You have put your finger on something. Gifts sadly don't mean anything if you buy whatever you want, whenever you want it, and you merely let someone else drive the car for a day while you navigated. Then, if it's not something that you would have obtained on your own, the reaction can be, "I didn't want this, anyway. I don't want to spend time with this. This is a gain in money, but a loss in time." So gifts lose meaning if the recipient is neither needy or open-minded.
A broader question is how and if we can help each other. I have long been skeptical of "help." When people are going through tough times, they are often offered help. But help is usually not something that can be summoned on command. It takes thoughtfulness, and there are limited opportunities. Gifts, to me, seem like this desire for easy help. They seem to symbolize that. But value is too precious to just created by snapping one's fingers, or by giving something (including money).
Congratulations on the Kirkus review! It must be like getting one's PhD. But my general impression of PhDs is that one's committee generally makes one feel like they granted it under duress, while this was totally a positive review.

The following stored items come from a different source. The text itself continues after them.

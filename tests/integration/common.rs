//! Shared helpers for the integration tests.

use std::sync::{Arc, Mutex};
use std::time::Duration;

use log_shell::backend::{Cell, MockBackend, QueryBackend, RawRow};
use log_shell::{QueryShell, SessionStatus, ShellConfig};
use tokio::task::JoinHandle;

/// Default poll interval, in milliseconds.
pub const POLL_MS: u64 = 1500;

/// Creates a shell over `backend` with the default configuration.
pub fn shell_with(backend: &Arc<MockBackend>) -> QueryShell {
    shell_with_config(backend, ShellConfig::default())
}

/// Creates a shell over `backend` with `config`.
pub fn shell_with_config(backend: &Arc<MockBackend>, config: ShellConfig) -> QueryShell {
    let backend: Arc<dyn QueryBackend> = backend.clone();
    QueryShell::new(backend, config).unwrap()
}

/// Log rows numbered `range`, each with an `n`, a timestamp and a message.
pub fn log_rows(range: std::ops::Range<usize>) -> Vec<RawRow> {
    range
        .map(|n| {
            vec![
                Cell::new("n", n.to_string()),
                Cell::new("p_event_time", format!("2024-01-01 00:00:{:02}", n % 60)),
                Cell::new("message", format!("event {n}")),
            ]
        })
        .collect()
}

/// Values of the `n` column, in row order.
pub fn row_numbers(shell: &QueryShell) -> Vec<usize> {
    shell
        .snapshot()
        .rows
        .iter()
        .filter_map(|r| r.get("n"))
        .filter_map(|n| n.parse().ok())
        .collect()
}

/// Advances the paused clock by `ms` milliseconds.
pub async fn advance_ms(ms: u64) {
    tokio::time::sleep(Duration::from_millis(ms)).await;
}

/// Records every distinct status the shell passes through.
pub struct StatusTrail {
    seen: Arc<Mutex<Vec<SessionStatus>>>,
    task: JoinHandle<()>,
}

impl StatusTrail {
    /// Starts recording, beginning with the current status.
    pub fn start(shell: &QueryShell) -> Self {
        let seen = Arc::new(Mutex::new(vec![shell.status()]));
        let mut changes = shell.subscribe();
        let shell = shell.clone();
        let recorded = seen.clone();

        let task = tokio::spawn(async move {
            while changes.changed().await.is_ok() {
                let status = shell.status();
                let mut seen = recorded.lock().unwrap();
                if seen.last() != Some(&status) {
                    seen.push(status);
                }
            }
        });

        Self { seen, task }
    }

    /// Stops recording and returns the statuses seen.
    pub fn finish(self) -> Vec<SessionStatus> {
        self.task.abort();
        self.seen.lock().unwrap().clone()
    }
}
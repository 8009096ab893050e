//! HTTP query service client.
//!
//! Implements the `QueryBackend` trait over the service's JSON API:
//!
//! - `POST   {base}/queries` submits SQL
//! - `GET    {base}/queries/{id}` returns the status
//! - `GET    {base}/queries/{id}/results?cursor=..&pageSize=..` returns a page
//! - `DELETE {base}/queries/{id}` cancels

use async_trait::async_trait;
use reqwest::{Client, RequestBuilder, StatusCode};
use serde::de::DeserializeOwned;
use serde::Deserialize;
use std::time::Duration;
use tracing::debug;
use url::Url;

use super::{
    QueryBackend, QueryId, ResultPage, ResultsRequest, StatusResponse, SubmitRequest,
    SubmitResponse,
};
use crate::error::{Result, ShellError};

/// Default timeout for API requests.
const DEFAULT_TIMEOUT_SECS: u64 = 30;

/// HTTP backend configuration.
#[derive(Debug, Clone)]
pub struct HttpBackendConfig {
    /// Service base URL, e.g. `https://api.example.com/v1/`.
    pub base_url: String,
    /// Bearer token sent with every request.
    pub api_token: Option<String>,
    /// Request timeout in seconds.
    pub timeout_secs: u64,
    /// Whether the service exposes `DELETE /queries/{id}`.
    pub cancel_endpoint: bool,
}

impl HttpBackendConfig {
    /// Creates a config for the given base URL.
    pub fn new(base_url: impl Into<String>) -> Self {
        Self {
            base_url: base_url.into(),
            api_token: None,
            timeout_secs: DEFAULT_TIMEOUT_SECS,
            cancel_endpoint: false,
        }
    }

    /// Sets the bearer token.
    pub fn with_token(mut self, token: impl Into<String>) -> Self {
        self.api_token = Some(token.into());
        self
    }

    /// Sets the request timeout.
    pub fn with_timeout(mut self, timeout_secs: u64) -> Self {
        self.timeout_secs = timeout_secs;
        self
    }

    /// Declares that the service supports remote cancellation.
    pub fn with_cancel_endpoint(mut self) -> Self {
        self.cancel_endpoint = true;
        self
    }
}

/// Query service client over HTTP.
#[derive(Debug, Clone)]
pub struct HttpBackend {
    config: HttpBackendConfig,
    base: Url,
    client: Client,
}

impl HttpBackend {
    /// Creates a new client with the given configuration.
    pub fn new(config: HttpBackendConfig) -> Result<Self> {
        let mut base = Url::parse(&config.base_url)
            .map_err(|e| ShellError::config(format!("Invalid base URL: {e}")))?;
        if base.cannot_be_a_base() {
            return Err(ShellError::config(format!(
                "Base URL cannot be used for requests: {}",
                config.base_url
            )));
        }
        // Url::join drops the last segment unless the path ends with a slash.
        if !base.path().ends_with('/') {
            let path = format!("{}/", base.path());
            base.set_path(&path);
        }

        let client = Client::builder()
            .timeout(Duration::from_secs(config.timeout_secs))
            .build()
            .map_err(|e| ShellError::config(format!("Failed to create HTTP client: {}", e)))?;

        Ok(Self {
            config,
            base,
            client,
        })
    }

    /// Builds the URL of a query resource, optionally with a sub-resource.
    fn query_url(&self, query_id: Option<&QueryId>, suffix: Option<&str>) -> Result<Url> {
        let mut url = self
            .base
            .join("queries")
            .map_err(|e| ShellError::internal(format!("Failed to build URL: {e}")))?;
        {
            let mut segments = url
                .path_segments_mut()
                .map_err(|_| ShellError::internal("Base URL cannot have path segments"))?;
            if let Some(id) = query_id {
                segments.push(id.as_str());
            }
            if let Some(suffix) = suffix {
                segments.push(suffix);
            }
        }
        Ok(url)
    }

    fn authorize(&self, request: RequestBuilder) -> RequestBuilder {
        match &self.config.api_token {
            Some(token) => request.bearer_auth(token),
            None => request,
        }
    }

    /// Sends a request and returns the body of a successful response.
    async fn execute(&self, request: RequestBuilder) -> Result<String> {
        let response = self
            .authorize(request)
            .send()
            .await
            .map_err(Self::map_request_error)?;

        let status = response.status();
        let body = response
            .text()
            .await
            .map_err(|e| ShellError::transport(format!("Failed to read response: {}", e)))?;

        if !status.is_success() {
            return Err(Self::parse_error(status, &body));
        }
        Ok(body)
    }

    /// Sends a request and decodes its JSON body.
    async fn send<T: DeserializeOwned>(&self, request: RequestBuilder) -> Result<T> {
        let body = self.execute(request).await?;
        serde_json::from_str(&body)
            .map_err(|e| ShellError::internal(format!("Failed to parse response: {}", e)))
    }

    /// Maps a request that never produced a response.
    fn map_request_error(error: reqwest::Error) -> ShellError {
        if error.is_timeout() {
            ShellError::transport("Request timed out")
        } else if error.is_connect() {
            ShellError::transport("Failed to connect to the query service. Check your network.")
        } else {
            ShellError::transport(format!("Request failed: {}", error))
        }
    }

    /// Turns a non-success response into an error with a human-readable message.
    fn parse_error(status: StatusCode, body: &str) -> ShellError {
        let message = extract_message(body)
            .unwrap_or_else(|| format!("HTTP {}: {}", status.as_u16(), body.trim()));

        if status == StatusCode::TOO_MANY_REQUESTS || status.is_server_error() {
            return ShellError::transport(message);
        }
        if status == StatusCode::UNAUTHORIZED || status == StatusCode::FORBIDDEN {
            return ShellError::rejected(format!("Not authorized: {message}"));
        }
        ShellError::rejected(message)
    }
}

/// Error body shapes the service is known to return.
#[derive(Deserialize)]
#[serde(untagged)]
enum ErrorBody {
    Flat { message: String },
    Nested { error: NestedError },
}

#[derive(Deserialize)]
struct NestedError {
    message: String,
}

fn extract_message(body: &str) -> Option<String> {
    match serde_json::from_str::<ErrorBody>(body).ok()? {
        ErrorBody::Flat { message } => Some(message),
        ErrorBody::Nested { error } => Some(error.message),
    }
}

#[async_trait]
impl QueryBackend for HttpBackend {
    async fn submit_query(&self, request: &SubmitRequest) -> Result<SubmitResponse> {
        let url = self.query_url(None, None)?;
        debug!("POST {}", url);
        self.send(self.client.post(url).json(request)).await
    }

    async fn query_status(&self, query_id: &QueryId) -> Result<StatusResponse> {
        let url = self.query_url(Some(query_id), None)?;
        debug!("GET {}", url);
        self.send(self.client.get(url)).await
    }

    async fn query_results(&self, request: &ResultsRequest) -> Result<ResultPage> {
        let mut url = self.query_url(Some(&request.query_id), Some("results"))?;
        {
            let mut query = url.query_pairs_mut();
            if let Some(cursor) = &request.cursor {
                query.append_pair("cursor", cursor);
            }
            if let Some(page_size) = request.page_size {
                query.append_pair("pageSize", &page_size.to_string());
            }
        }
        if url.query() == Some("") {
            url.set_query(None);
        }
        debug!("GET {}", url);
        self.send(self.client.get(url)).await
    }

    async fn cancel_query(&self, query_id: &QueryId) -> Result<bool> {
        if !self.config.cancel_endpoint {
            return Ok(false);
        }
        let url = self.query_url(Some(query_id), None)?;
        debug!("DELETE {}", url);
        self.execute(self.client.delete(url)).await?;
        Ok(true)
    }

    fn supports_cancel(&self) -> bool {
        self.config.cancel_endpoint
    }
}
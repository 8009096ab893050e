//! log-shell - asynchronous query engine for a log-analytics SQL shell.
//!
//! Submits SQL to a remote query service, follows the job through polling,
//! and pages results in incrementally while discarding responses that belong
//! to superseded queries. Rendering is left to the embedding application,
//! which drives a [`QueryShell`] and reads its [`SessionSnapshot`]s.

pub mod backend;
pub mod config;
pub mod error;
pub mod logging;
pub mod query;
pub mod session;

pub use config::ShellConfig;
pub use error::{Result, ShellError};
pub use session::{
    FetchOutcome, QueryHandle, QueryShell, SessionSnapshot, SessionStatus, SessionVersion,
};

I also was struck by the themes of motherhood and parenthood in your work. I was surprised at your book reading when you said that only one of your stories was about being a mother. I thought that if ever a work qualified as one that should be read at a Pen Parentis salon, yours was it. You wrote about so many facets of parenthood, but in a smooth way, without straining and hitting your reader over the head with the theme. It just felt like parenthood infused your work. As always, I could be off-base.
so great about Kirkus!
as for gifts, I can't stand being told what to give someone!